:: Goal of the exercise ::
Write out the full listing again. Make no alterations.

:: Extracted records ::
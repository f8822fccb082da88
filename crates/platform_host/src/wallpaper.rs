//! Built-in wallpaper catalog shared by the desktop background and the wallpaper picker.

/// Path prefix of every bundled wallpaper image.
pub const BUNDLED_WALLPAPER_PREFIX: &str = "/wallpapers/";

#[derive(Debug, Clone, Copy, PartialEq, Eq, Hash)]
/// Picker sidebar categories for bundled wallpapers.
pub enum WallpaperCategory {
    /// Recent system releases.
    Featured,
    /// Nature photography.
    Landscapes,
    /// Abstract renders.
    Abstract,
    /// Flat colors (`path` is a `#rrggbb` value).
    SolidColors,
}

impl WallpaperCategory {
    /// Categories in sidebar order.
    pub const ALL: [WallpaperCategory; 4] = [
        Self::Featured,
        Self::Landscapes,
        Self::Abstract,
        Self::SolidColors,
    ];

    /// Sidebar label.
    pub const fn label(self) -> &'static str {
        match self {
            Self::Featured => "Featured",
            Self::Landscapes => "Landscapes",
            Self::Abstract => "Abstract",
            Self::SolidColors => "Solid Colors",
        }
    }

    /// Presets listed under this category.
    pub fn presets(self) -> &'static [WallpaperPreset] {
        match self {
            Self::Featured => &FEATURED,
            Self::Landscapes => &LANDSCAPES,
            Self::Abstract => &ABSTRACT,
            Self::SolidColors => &SOLID_COLORS,
        }
    }
}

#[derive(Debug, Clone, Copy, PartialEq, Eq)]
/// One bundled wallpaper.
pub struct WallpaperPreset {
    /// Stable identifier.
    pub id: &'static str,
    /// Display name.
    pub name: &'static str,
    /// Image path or hex color.
    pub path: &'static str,
}

const fn preset(id: &'static str, name: &'static str, path: &'static str) -> WallpaperPreset {
    WallpaperPreset { id, name, path }
}

/// Mojave (Day), the default wallpaper.
pub const MOJAVE_DAY: WallpaperPreset =
    preset("mojave-day", "Mojave (Day)", "/wallpapers/mojave-day.jpg");
/// Catalina.
pub const CATALINA: WallpaperPreset = preset("catalina", "Catalina", "/wallpapers/catalina.jpg");
/// Big Sur.
pub const BIG_SUR: WallpaperPreset = preset("big-sur", "Big Sur", "/wallpapers/big-sur.jpg");
/// Monterey.
pub const MONTEREY: WallpaperPreset = preset("monterey", "Monterey", "/wallpapers/monterey.jpg");

const FEATURED: [WallpaperPreset; 5] = [
    MOJAVE_DAY,
    CATALINA,
    BIG_SUR,
    MONTEREY,
    preset("ventura", "Ventura", "/wallpapers/ventura.jpg"),
];

const LANDSCAPES: [WallpaperPreset; 4] = [
    preset("mountains", "Mountains", "/wallpapers/mountains.jpg"),
    preset("beach", "Beach", "/wallpapers/beach.jpg"),
    preset("forest", "Forest", "/wallpapers/forest.jpg"),
    preset("desert", "Desert", "/wallpapers/desert.jpg"),
];

const ABSTRACT: [WallpaperPreset; 3] = [
    preset("abstract1", "Waves", "/wallpapers/abstract1.jpg"),
    preset("abstract2", "Geometric", "/wallpapers/abstract2.jpg"),
    preset("abstract3", "Fluid", "/wallpapers/abstract3.jpg"),
];

const SOLID_COLORS: [WallpaperPreset; 5] = [
    preset("solid-blue", "Blue", "#1a1a2e"),
    preset("solid-dark", "Dark", "#121212"),
    preset("solid-green", "Green", "#1a2e1a"),
    preset("solid-purple", "Purple", "#2e1a2e"),
    preset("solid-navy", "Navy", "#0a192f"),
];

/// The time-of-day wallpaper entry; `path` is its preview image.
pub const DYNAMIC_WALLPAPER: WallpaperPreset =
    preset("mojave-dynamic", "Mojave Dynamic", "/wallpapers/mojave-day.jpg");

/// Returns `true` for `#rrggbb`-style color values.
pub fn is_solid_color(value: &str) -> bool {
    value.starts_with('#')
}

/// Returns `true` for user-provided images: anything outside the bundled prefix, or object URLs.
pub fn is_custom_wallpaper(value: &str) -> bool {
    !value.starts_with(BUNDLED_WALLPAPER_PREFIX) || value.starts_with("blob:")
}

/// Looks up a bundled preset by image path or color.
pub fn preset_by_path(path: &str) -> Option<&'static WallpaperPreset> {
    WallpaperCategory::ALL
        .iter()
        .flat_map(|category| category.presets())
        .find(|preset| preset.path == path)
}

#[cfg(test)]
mod tests {
    use super::*;

    #[test]
    fn catalog_has_expected_category_sizes() {
        let sizes: Vec<usize> = WallpaperCategory::ALL
            .iter()
            .map(|category| category.presets().len())
            .collect();
        assert_eq!(sizes, vec![5, 4, 3, 5]);
    }

    #[test]
    fn custom_wallpaper_detection() {
        assert!(!is_custom_wallpaper("/wallpapers/beach.jpg"));
        assert!(is_custom_wallpaper("blob:http://localhost/1234"));
        assert!(is_custom_wallpaper("https://example.com/a.png"));
        assert!(is_solid_color("#0a192f"));
        assert!(!is_solid_color("/wallpapers/beach.jpg"));
    }

    #[test]
    fn preset_lookup_by_path() {
        assert_eq!(
            preset_by_path("#121212").map(|preset| preset.name),
            Some("Dark")
        );
        assert_eq!(preset_by_path("/wallpapers/unknown.jpg"), None);
    }
}
//! Dock magnification.

/// Pointer distance (px) beyond which an icon is not magnified.
pub const MAGNIFICATION_RADIUS_PX: f64 = 100.0;
/// Extra scale applied when the pointer sits on an icon's center.
pub const MAX_EXTRA_SCALE: f64 = 0.5;

/// Scale for an icon whose center is `distance` px from the pointer horizontally.
pub fn magnification_scale(distance: f64) -> f64 {
    let distance = distance.abs();
    if distance < MAGNIFICATION_RADIUS_PX {
        1.0 + (1.0 - distance / MAGNIFICATION_RADIUS_PX) * MAX_EXTRA_SCALE
    } else {
        1.0
    }
}

/// Scale for an icon centered at `icon_center_x` given the pointer's `pointer_x`, or `1.0`
/// while the pointer is away from the dock.
pub fn icon_scale(pointer_x: Option<f64>, icon_center_x: f64) -> f64 {
    pointer_x.map_or(1.0, |x| magnification_scale(x - icon_center_x))
}

#[cfg(test)]
mod tests {
    use super::*;

    #[test]
    fn scale_peaks_at_center_and_falls_off_linearly() {
        assert_eq!(magnification_scale(0.0), 1.5);
        assert_eq!(magnification_scale(50.0), 1.25);
        assert_eq!(magnification_scale(-50.0), 1.25);
        assert_eq!(magnification_scale(100.0), 1.0);
        assert_eq!(magnification_scale(250.0), 1.0);
    }

    #[test]
    fn no_pointer_means_no_magnification() {
        assert_eq!(icon_scale(None, 10.0), 1.0);
        assert_eq!(icon_scale(Some(110.0), 10.0), 1.0);
        assert_eq!(icon_scale(Some(10.0), 10.0), 1.5);
    }
}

:: Reply to the task ::
repository f8822fccb082da88
filename crates/platform_host/src/wallpaper.rs
//! Built-in wallpaper catalog shared by the desktop background and the wallpaper picker.

/// Path prefix of every bundled wallpaper image.
pub const BUNDLED_WALLPAPER_PREFIX: &str = "/wallpapers/";

#[derive(Debug, Clone, Copy, PartialEq, Eq, Hash)]
/// Picker sidebar categories for bundled wallpapers.
pub enum WallpaperCategory {
    /// Recent system releases.
    Featured,
    /// Nature photography.
    Landscapes,
    /// Abstract renders.
    Abstract,
    /// Flat colors (`path` is a `#rrggbb` value).
    SolidColors,
}

impl WallpaperCategory {
    /// Categories in sidebar order.
    pub const ALL: [WallpaperCategory; 4] = [
        Self::Featured,
        Self::Landscapes,
        Self::Abstract,
        Self::SolidColors,
    ];

    /// Sidebar label.
    pub const fn label(self) -> &'static str {
        match self {
            Self::Featured => "Featured",
            Self::Landscapes => "Landscapes",
            Self::Abstract => "Abstract",
            Self::SolidColors => "Solid Colors",
        }
    }

    /// Presets listed under this category.
    pub fn presets(self) -> &'static [WallpaperPreset] {
        match self {
            Self::Featured => &FEATURED,
            Self::Landscapes => &LANDSCAPES,
            Self::Abstract => &ABSTRACT,
            Self::SolidColors => &SOLID_COLORS,
        }
    }
}

#[derive(Debug, Clone, Copy, PartialEq, Eq)]
/// One bundled wallpaper.
pub struct WallpaperPreset {
    /// Stable identifier.
    pub id: &'static str,
    /// Display name.
    pub name: &'static str,
    /// Image path or hex color.
    pub path: &'static str,
}

const fn preset(id: &'static str, name: &'static str, path: &'static str) -> WallpaperPreset {
    WallpaperPreset { id, name, path }
}

/// Mojave (Day), the default wallpaper.
pub const MOJAVE_DAY: WallpaperPreset =
    preset("mojave-day", "Mojave (Day)", "/wallpapers/mojave-day.jpg");
/// Catalina.
pub const CATALINA: WallpaperPreset = preset("catalina", "Catalina", "/wallpapers/catalina.jpg");
/// Big Sur.
pub const BIG_SUR: WallpaperPreset = preset("big-sur", "Big Sur", "/wallpapers/big-sur.jpg");
/// Monterey.
pub const MONTEREY: WallpaperPreset = preset("monterey", "Monterey", "/wallpapers/monterey.jpg");

const FEATURED: [WallpaperPreset; 5] = [
    MOJAVE_DAY,
    CATALINA,
    BIG_SUR,
    MONTEREY,
    preset("ventura", "Ventura", "/wallpapers/ventura.jpg"),
];

const LANDSCAPES: [WallpaperPreset; 4] = [
    preset("mountains", "Mountains", "/wallpapers/mountains.jpg"),
    preset("beach", "Beach", "/wallpapers/beach.jpg"),
    preset("forest", "Forest", "/wallpapers/forest.jpg"),
    preset("desert", "Desert", "/wallpapers/desert.jpg"),
];

const ABSTRACT: [WallpaperPreset; 3] = [
    preset("abstract1", "Waves", "/wallpapers/abstract1.jpg"),
    preset("abstract2", "Geometric", "/wallpapers/abstract2.jpg"),
    preset("abstract3", "Fluid", "/wallpapers/abstract3.jpg"),
];

const SOLID_COLORS: [WallpaperPreset; 5] = [
    preset("solid-blue", "Blue", "#1a1a2e"),
    preset("solid-dark", "Dark", "#121212"),
    preset("solid-green", "Green", "#1a2e1a"),
    preset("solid-purple", "Purple", "#2e1a2e"),
    preset("solid-navy", "Navy", "#0a192f"),
];

/// The time-of-day wallpaper entry; `path` is its preview image.
pub const DYNAMIC_WALLPAPER: WallpaperPreset =
    preset("mojave-dynamic", "Mojave Dynamic", "/wallpapers/mojave-day.jpg");

/// Returns `true` for `#rrggbb`-style color values.
pub fn is_solid_color(value: &str) -> bool {
    value.starts_with('#')
}

/// Returns `true` for user-provided images: anything outside the bundled prefix, or object URLs.
pub fn is_custom_wallpaper(value: &str) -> bool {
    !value.starts_with(BUNDLED_WALLPAPER_PREFIX) || value.starts_with("blob:")
}

/// Looks up a bundled preset by image path or color.
pub fn preset_by_path(path: &str) -> Option<&'static WallpaperPreset> {
    WallpaperCategory::ALL
        .iter()
        .flat_map(|category| category.presets())
        .find(|preset| preset.path == path)
}

#[cfg(test)]
mod tests {
    use super::*;

    #[test]
    fn catalog_has_expected_category_sizes() {
        let sizes: Vec<usize> = WallpaperCategory::ALL
            .iter()
            .map(|category| category.presets().len())
            .collect();
        assert_eq!(sizes, vec![5, 4, 3, 5]);
    }

    #[test]
    fn custom_wallpaper_detection() {
        assert!(!is_custom_wallpaper("/wallpapers/beach.jpg"));
        assert!(is_custom_wallpaper("blob:http://localhost/1234"));
        assert!(is_custom_wallpaper("https://example.com/a.png"));
        assert!(is_solid_color("#0a192f"));
        assert!(!is_solid_color("/wallpapers/beach.jpg"));
    }

    #[test]
    fn preset_lookup_by_path() {
        assert_eq!(
            preset_by_path("#121212").map(|preset| preset.name),
            Some("Dark")
        );
        assert_eq!(preset_by_path("/wallpapers/unknown.jpg"), None);
    }
}
//! Dock magnification.

/// Pointer distance (px) beyond which an icon is not magnified.
pub const MAGNIFICATION_RADIUS_PX: f64 = 100.0;
/// Extra scale applied when the pointer sits on an icon's center.
pub const MAX_EXTRA_SCALE: f64 = 0.5;

/// Scale for an icon whose center is `distance` px from the pointer horizontally.
pub fn magnification_scale(distance: f64) -> f64 {
    let distance = distance.abs();
    if distance < MAGNIFICATION_RADIUS_PX {
        1.0 + (1.0 - distance / MAGNIFICATION_RADIUS_PX) * MAX_EXTRA_SCALE
    } else {
        1.0
    }
}

/// Scale for an icon centered at `icon_center_x` given the pointer's `pointer_x`, or `1.0`
/// while the pointer is away from the dock.
pub fn icon_scale(pointer_x: Option<f64>, icon_center_x: f64) -> f64 {
    pointer_x.map_or(1.0, |x| magnification_scale(x - icon_center_x))
}

#[cfg(test)]
mod tests {
    use super::*;

    #[test]
    fn scale_peaks_at_center_and_falls_off_linearly() {
        assert_eq!(magnification_scale(0.0), 1.5);
        assert_eq!(magnification_scale(50.0), 1.25);
        assert_eq!(magnification_scale(-50.0), 1.25);
        assert_eq!(magnification_scale(100.0), 1.0);
        assert_eq!(magnification_scale(250.0), 1.0);
    }

    #[test]
    fn no_pointer_means_no_magnification() {
        assert_eq!(icon_scale(None, 10.0), 1.0);
        assert_eq!(icon_scale(Some(110.0), 10.0), 1.0);
        assert_eq!(icon_scale(Some(10.0), 10.0), 1.5);
    }
}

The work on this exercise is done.